A regulamentação do uso de dados na Europa com a GDPR (General Data Protection Law), que entrou em vigor em maio de 2016, deu início a um efeito cascata que impulsionou diversos países a fazerem o mesmo. Seguindo este fluxo, foi publicada no Brasil, em 2018, a Lei nº 13.709/18, conhecida como Lei Geral de Proteção de Dados (LGPD). Uma vez que a LGPD entre em vigor, toda e qualquer pessoa jurídica ou física situada no Brasil deverá se adequar à regulação, de modo a evitar as penalidades nela previstas.
Com toda a conectividade e circulação de dados obtidas através das mais avançadas tecnologias que se tem hoje, a LGPD não poderia ser mais pertinente. Contudo, apesar da recente situação social que inspirou esta Lei, as medidas de proteção de dados pessoais visam a proteção de direito fundamental há muito já existente: o da privacidade, já previsto na Constituição Federal de 1988, bem como o direito ao livre desenvolvimento da personalidade.
Assim, em razão da importância atrelada à segurança de dados, foram fixadas sanções bastante rígidas pela LGPD, que vão desde uma simples advertência até a aplicação de multa administrativa de até 50 milhões de reais por infração. Assim, vale frisar que não só empreendedores, mas a sociedade de modo geral precisa estar atenta à LGPD e seus desdobramentos. Isto porque, ainda que muitas pessoas não façam tratamento de dados, a quase totalidade da população brasiLeira tem seus dados captados e manipulados a todo momento, seja por entidades públicas ou privadas, sem qualquer tipo de resguardo, proteção ou critério.
Então, considerando a magnitude do impacto social desta medida, faz-se necessário, também, entender quem será responsável e como se dará a fiscalização de seu cumprimento. Ora, para cada nicho regulatório no Brasil há uma agência reguladora, a exemplo do PROCON para as relações de consumo, ANEEL para a energia elétrica, e a ANAC para a aviação. Em relação à segurança de dados não poderia ser diferente, e a Lei 13.709/18 cria então um órgão, na qualidade de autoridade nacional, voltado à regulação da proteção de dados pessoais: a ANPD – Agência Nacional de Proteção de Dados.

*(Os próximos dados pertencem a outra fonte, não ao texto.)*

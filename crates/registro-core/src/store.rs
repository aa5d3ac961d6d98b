//! The `Store` trait: one call interface over every supported backend.
//!
//! A store owns the process-wide connection (or pool) and is created once at
//! startup, then shared by cloning or by reference. Higher layers are generic
//! over `S: Store` and never branch on which backend is active; where SQL
//! must differ they ask [`Store::dialect`].

use std::future::Future;

use crate::{
  Result,
  dialect::Dialect,
  value::{QueryResult, Statement},
};

pub trait Store: Send + Sync {
  /// The dialect of the backend behind this store.
  fn dialect(&self) -> Dialect;

  /// Execute one parameterized statement.
  ///
  /// Unique-constraint failures are reported as
  /// [`Error::UniqueViolation`](crate::Error::UniqueViolation); an unreachable
  /// backend as [`Error::Connection`](crate::Error::Connection).
  fn execute(
    &self,
    statement: Statement,
  ) -> impl Future<Output = Result<QueryResult>> + Send + '_;

  /// Execute `statements` in order inside a single transaction. Either all of
  /// them take effect or none does.
  fn transaction(
    &self,
    statements: Vec<Statement>,
  ) -> impl Future<Output = Result<Vec<QueryResult>>> + Send + '_;
}
use registro_core::{Dialect, Result, Statement, Store, Table, ident::IdFamily};

use super::{add_column, attributable_unique, ensure_attributable_unique, ids_where};
use crate::{
  catalog,
  identifiers::{CandidateSource, IdentifierGenerator},
  rebuild::{RowCopy, rebuild},
  tables::IDENTIFIER_WIDTH,
};

pub async fn national_id_satisfied<S: Store>(store: &S) -> Result<bool> {
  let shape = catalog::shape(store, Table::Guardians).await?;
  Ok(
    shape.column("cedula").is_some_and(|c| !c.nullable)
      && shape.fits("cedula", IDENTIFIER_WIDTH)
      && attributable_unique(store.dialect(), Table::Guardians, &shape, "cedula"),
  )
}

/// Give every guardian a unique, non-null national ID at least
/// [`IDENTIFIER_WIDTH`] characters wide.
pub async fn national_id<S, C>(store: &S, ids: &IdentifierGenerator<C>) -> Result<()>
where
  S: Store,
  C: CandidateSource,
{
  let table = Table::Guardians;
  let dialect = store.dialect();
  let shape = catalog::shape(store, table).await?;

  if !shape.has_column("cedula") {
    add_column(store, table, "cedula", &format!("VARCHAR({IDENTIFIER_WIDTH})")).await?;
  } else {
    let blanked = store
      .execute(Statement::new("UPDATE representantes SET cedula = NULL WHERE cedula = ''"))
      .await?;
    if blanked.affected > 0 {
      tracing::info!(rows = blanked.affected, "cleared empty national IDs");
    }
  }

  ensure_attributable_unique(store, table, &shape, "cedula").await?;

  let missing = ids_where(store, table, "cedula IS NULL").await?;
  for id in &missing {
    ids.assign(store, IdFamily::GuardianNationalId, *id).await?;
  }
  if !missing.is_empty() {
    tracing::info!(rows = missing.len(), "backfilled guardian national IDs");
  }

  let shape = catalog::shape(store, table).await?;
  let narrow = !shape.fits("cedula", IDENTIFIER_WIDTH);
  let nullable = shape.column("cedula").is_some_and(|c| c.nullable);

  match dialect {
    Dialect::Postgres => {
      if narrow {
        widen_national_id(store).await?;
      }
      if nullable {
        store
          .execute(Statement::new(
            "ALTER TABLE representantes ALTER COLUMN cedula SET NOT NULL",
          ))
          .await?;
        tracing::info!(table = %table, column = "cedula", "set NOT NULL");
      }
    }
    Dialect::Sqlite => {
      if narrow || nullable {
        rebuild(store, table, RowCopy::intersection(table, &shape)).await?;
      }
    }
  }
  Ok(())
}

/// Widen `representantes.cedula` in place. Foreign keys from students that
/// reference it are dropped and recreated around the type change, inside
/// one transaction.
async fn widen_national_id<S: Store>(store: &S) -> Result<()> {
  let dialect = store.dialect();
  let students = catalog::shape(store, Table::Students).await?;
  let dependents: Vec<_> = students
    .foreign_keys
    .iter()
    .filter(|fk| {
      fk.ref_table == Table::Guardians.as_str() && fk.ref_column.as_deref() == Some("cedula")
    })
    .collect();

  let mut statements = Vec::new();
  for fk in &dependents {
    if let Some(name) = &fk.name {
      statements.push(Statement::new(format!(
        "ALTER TABLE estudiantes DROP CONSTRAINT {}",
        dialect.quote_ident(name)
      )));
    }
  }
  statements.push(Statement::new(format!(
    "ALTER TABLE representantes ALTER COLUMN cedula TYPE VARCHAR({IDENTIFIER_WIDTH})"
  )));
  if students.has_column("cedula_representante")
    && !students.fits("cedula_representante", IDENTIFIER_WIDTH)
  {
    statements.push(Statement::new(format!(
      "ALTER TABLE estudiantes ALTER COLUMN cedula_representante TYPE VARCHAR({IDENTIFIER_WIDTH})"
    )));
  }
  for fk in &dependents {
    if let Some(name) = &fk.name {
      statements.push(Statement::new(format!(
        "ALTER TABLE estudiantes ADD CONSTRAINT {} FOREIGN KEY ({}) REFERENCES representantes (cedula)",
        dialect.quote_ident(name),
        dialect.quote_ident(&fk.column)
      )));
    }
  }

  store.transaction(statements).await?;
  tracing::info!(
    column = "representantes.cedula",
    width = IDENTIFIER_WIDTH,
    foreign_keys = dependents.len(),
    "widened national ID"
  );
  Ok(())
}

A ANPD é definida em Lei como a autoridade nacional responsável pela fiscalização e regulação da Lei Geral de Proteção de Dados. Trata-se de órgão da administração pública federal que terá natureza transitória, com a possibilidade de transformação em autarquia vinculada à Presidência da República após dois anos, a critério do governo. A estrutura organizacional deste novo órgão será constituída por 6 setores, sendo eles:
Vale frisar que, apesar de sua vinculação à Presidência da República, a Lei deixa clara a autonomia técnica da ANPD. Assim, o Art. 55-J da LGPD destrincha, em seus 24 incisos, as diversas competências da autoridade nacional de proteção e dados, dentre os quais destacam-se:
A despeito de todas estas prerrogativas, ressalta-se que a ANPD não pode atuar de forma irrestrita. É necessário que seus agentes atuem com observância à exigência de mínima intervenção, sendo respeitados os direitos, princípios e fundamentos da livre iniciativa, conforme disposto no art. 170 da Constituição Federal. Nesta hipótese, não se deve proteger um direito violando outro, mas sim encontrar formas de harmonizar a coexistência e a efetividade dos direitos, tanto do indivíduo quanto da coletividade.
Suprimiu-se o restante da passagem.